Fictional species biography

The Brood are the Main Universe's first natural predators, spawned on a dark galaxy prior the emergence of Galactus from his incubator. Their planet of origin is unknown, but such is their relentless evil, legend holds that the Brood originated not through natural evolution, but in otherworldly sorcery from a different universe from which they escaped, with hopes of satisfying their insatiable hunger after its collapsing. They were eventually found and captured by the Kree Empire, along with other hive species, so they could weaponize them and use them against rival empires. The Supreme Intelligence approved of the idea, stating that they could be used against the Shi'ar Empire, although, he sees that it'll take millions of years to create a large enough army to fully be unleashed as a weapon against their enemies.
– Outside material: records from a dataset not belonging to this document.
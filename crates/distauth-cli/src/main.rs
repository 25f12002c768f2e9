//! # distauth CLI entry point
//!
//! Parses command-line arguments, resolves settings and dispatches to the
//! subcommand handlers. Running without a subcommand is the same as
//! `distauth check`: load, prompt, answer.

use std::path::PathBuf;
use std::process::ExitCode;

use clap::{Parser, Subcommand};
use tracing_subscriber::EnvFilter;

use distauth_cli::check::{run_check, CheckArgs};
use distauth_cli::config::Settings;
use distauth_cli::validate::{run_validate, ValidateArgs};

/// Distributor territory authorization.
///
/// Loads city and distributor records and decides whether a distributor
/// may operate in a region, honouring parent delegation, exclusions and
/// inclusions.
#[derive(Parser, Debug)]
#[command(name = "distauth", version, about, long_about = None)]
struct Cli {
    /// Enable verbose output. Repeat for more verbosity (-v, -vv, -vvv).
    #[arg(short, long, action = clap::ArgAction::Count, global = true)]
    verbose: u8,

    /// Path to a YAML settings file.
    #[arg(long, global = true)]
    config: Option<PathBuf>,

    /// City records file (overrides settings).
    #[arg(long, global = true)]
    cities: Option<PathBuf>,

    /// Distributor records file (overrides settings).
    #[arg(long, global = true)]
    distributors: Option<PathBuf>,

    #[command(subcommand)]
    command: Option<Commands>,
}

#[derive(Subcommand, Debug)]
enum Commands {
    /// Answer one authorization query.
    Check(CheckArgs),

    /// Load the input files and report what they contain.
    Validate(ValidateArgs),
}

fn main() -> ExitCode {
    let cli = Cli::parse();

    // Initialize tracing based on verbosity level.
    let filter = match cli.verbose {
        0 => EnvFilter::new("warn"),
        1 => EnvFilter::new("info"),
        2 => EnvFilter::new("debug"),
        _ => EnvFilter::new("trace"),
    };

    tracing_subscriber::fmt()
        .with_env_filter(filter)
        .with_target(false)
        .with_writer(std::io::stderr)
        .init();

    tracing::debug!("distauth starting");

    let result = Settings::load(cli.config.as_deref())
        .map(|settings| settings.with_overrides(cli.cities, cli.distributors))
        .and_then(|settings| {
            tracing::debug!(?settings, "resolved settings");
            match cli.command.unwrap_or_else(|| Commands::Check(CheckArgs::default())) {
                Commands::Check(args) => run_check(&args, &settings),
                Commands::Validate(args) => run_validate(&args, &settings),
            }
        });

    match result {
        Ok(code) => ExitCode::from(code),
        Err(e) => {
            tracing::error!("{e:#}");
            ExitCode::from(1)
        }
    }
}

#[cfg(test)]
mod tests {
    use super::*;
    use distauth_cli::check::OutputFormat;

    #[test]
    fn cli_parse_no_subcommand_defaults_to_check() {
        let cli = Cli::try_parse_from(["distauth"]).unwrap();
        assert!(cli.command.is_none());
        assert_eq!(cli.verbose, 0);
    }

    #[test]
    fn cli_parse_check_with_flags() {
        let cli = Cli::try_parse_from([
            "distauth",
            "check",
            "--distributor",
            "acme",
            "--region",
            "Paris-IleDeFrance-France",
        ])
        .unwrap();
        if let Some(Commands::Check(args)) = cli.command {
            assert_eq!(args.distributor.as_deref(), Some("acme"));
            assert_eq!(args.region.as_deref(), Some("Paris-IleDeFrance-France"));
            assert_eq!(args.format, OutputFormat::Text);
        } else {
            panic!("expected check subcommand");
        }
    }

    #[test]
    fn cli_parse_check_short_flags_and_json() {
        let cli = Cli::try_parse_from([
            "distauth", "check", "-d", "acme", "-r", "FRANCE", "--format", "json",
        ])
        .unwrap();
        if let Some(Commands::Check(args)) = cli.command {
            assert_eq!(args.distributor.as_deref(), Some("acme"));
            assert_eq!(args.format, OutputFormat::Json);
        } else {
            panic!("expected check subcommand");
        }
    }

    #[test]
    fn cli_parse_global_flags_after_subcommand() {
        let cli = Cli::try_parse_from([
            "distauth",
            "validate",
            "--config",
            "distauth.yaml",
            "--cities",
            "c.csv",
            "-vv",
        ])
        .unwrap();
        assert_eq!(cli.config, Some(PathBuf::from("distauth.yaml")));
        assert_eq!(cli.cities, Some(PathBuf::from("c.csv")));
        assert!(cli.distributors.is_none());
        assert_eq!(cli.verbose, 2);
        assert!(matches!(cli.command, Some(Commands::Validate(_))));
    }

    #[test]
    fn cli_parse_validate_list() {
        let cli = Cli::try_parse_from(["distauth", "validate", "--list"]).unwrap();
        if let Some(Commands::Validate(args)) = cli.command {
            assert!(args.list);
        } else {
            panic!("expected validate subcommand");
        }
    }

    #[test]
    fn cli_parse_rejects_unknown_format() {
        assert!(Cli::try_parse_from(["distauth", "check", "--format", "xml"]).is_err());
    }

    #[test]
    fn cli_parse_rejects_unknown_subcommand() {
        assert!(Cli::try_parse_from(["distauth", "serve"]).is_err());
    }
}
In the next eight million years of experimentation the Black Judges deemed the Brood a major success and were unleashed on the Shi'ar Galaxy where the Brood found certain large space-dwelling creatures that they decided to prey to use as living starships to infest neighboring star systems and initiating an intergalactic campaign to build a fearsome empire. These space-dwelling creatures included the whale-like Acanti, and the shark-like Starsharks.

The Brood use a virus that effectively lobotomizes these creatures, the Slaver Virus as it is known is a powerful force that dismantles the cores of reasoning within the target's brain causing the sources of self-awareness and the conscious mind to simple shut down, turning the creatures into faithful zombies. Then they use bionics to control them. The Brood hollow out part of the creatures (by eating them) and use the space created to live in, like termites eating a tree. This eventually kills the living ships, requiring them to capture new ones. One of the Acanti they captured was of unusual size (its rib cage alone was the size of a mountain range.) They used it as their main base, and, when it died and crashed onto a planet, used it as their main city. The corpse was so large, it took centuries just to rot halfway. However, predators from the planet they landed on infested the area of the dead Acanti's brain, so the Brood avoided it.

Years later, Kree warrior Mar-Vell, has been ordered to make contact with the stranded Grand Admiral Devros on a planet in the Absolom Sector, a region known to be infested with Brood, Mar-Vell's team, which includes the medic Una and Colonel Yon-Rogg, was ambushed by Brood warriors after landing on the planet and taken prisoner by the Brood-infected Devros. The colony's Brood Queen impregnates each captive with Brood embryos, but Mar-Vell and Una manage to escape, destroy both leaders of the Brood colony, and ridding themselves of their infections using Una's modified omni-wave projector which had been designed to eliminate Brood embryos. After rescuing Colonel Yon-Rogg, the trio escape the planet and are rescued by the Shi'ar royal Deathbird.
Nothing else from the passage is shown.